//! Page Cluster Classifier - ordered pattern rules with deterministic fallback.
//!
//! `classify` is pure, total, and deterministic: it never errors, and the
//! same path always yields the same cluster for a given rule set. The rule
//! set is a versioned configuration input, compiled once per run.

use regex::Regex;
use tracing::debug;

use crate::config::{ClusterConfig, ConfigError};
use crate::types::path_of;

/// Compiled ordered rule set. First match wins.
pub struct ClusterClassifier {
    rules: Vec<(Regex, String)>,
}

impl ClusterClassifier {
    /// Compile the configured pattern table.
    ///
    /// Invalid patterns are a configuration error surfaced at startup, not
    /// at classification time — `classify` itself cannot fail.
    pub fn compile(config: &ClusterConfig) -> Result<Self, ConfigError> {
        let mut rules = Vec::with_capacity(config.rules.len());
        for rule in &config.rules {
            let re = Regex::new(&rule.pattern).map_err(|e| {
                ConfigError::Validation(format!(
                    "cluster pattern '{}' failed to compile: {e}",
                    rule.pattern
                ))
            })?;
            rules.push((re, rule.cluster.clone()));
        }
        debug!(rules = rules.len(), "Cluster classifier compiled");
        Ok(Self { rules })
    }

    /// Map a page path (or full URL) to its cluster id.
    ///
    /// Rules are tested in declaration order; the first match wins. Paths
    /// matching no rule fall back to `/{first-segment}/*`, or `/other` when
    /// the path has no segment.
    pub fn classify(&self, path: &str) -> String {
        let path = path_of(path);
        for (re, cluster) in &self.rules {
            if re.is_match(path) {
                return cluster.clone();
            }
        }
        fallback_cluster(path)
    }
}

/// Deterministic fallback: `/{first-segment}/*`, or `/other` for paths with
/// no usable segment.
fn fallback_cluster(path: &str) -> String {
    let first_segment = path.trim_start_matches('/').split('/').next().unwrap_or("");
    if first_segment.is_empty() {
        "/other".to_string()
    } else {
        format!("/{first_segment}/*")
    }
}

Task description |
Copy each line from the records above that includes the string "ConfigError".

Answer section |
use crate::config::{ClusterConfig, ConfigError};
    pub fn compile(config: &ClusterConfig) -> Result<Self, ConfigError> {
                ConfigError::Validation(format!(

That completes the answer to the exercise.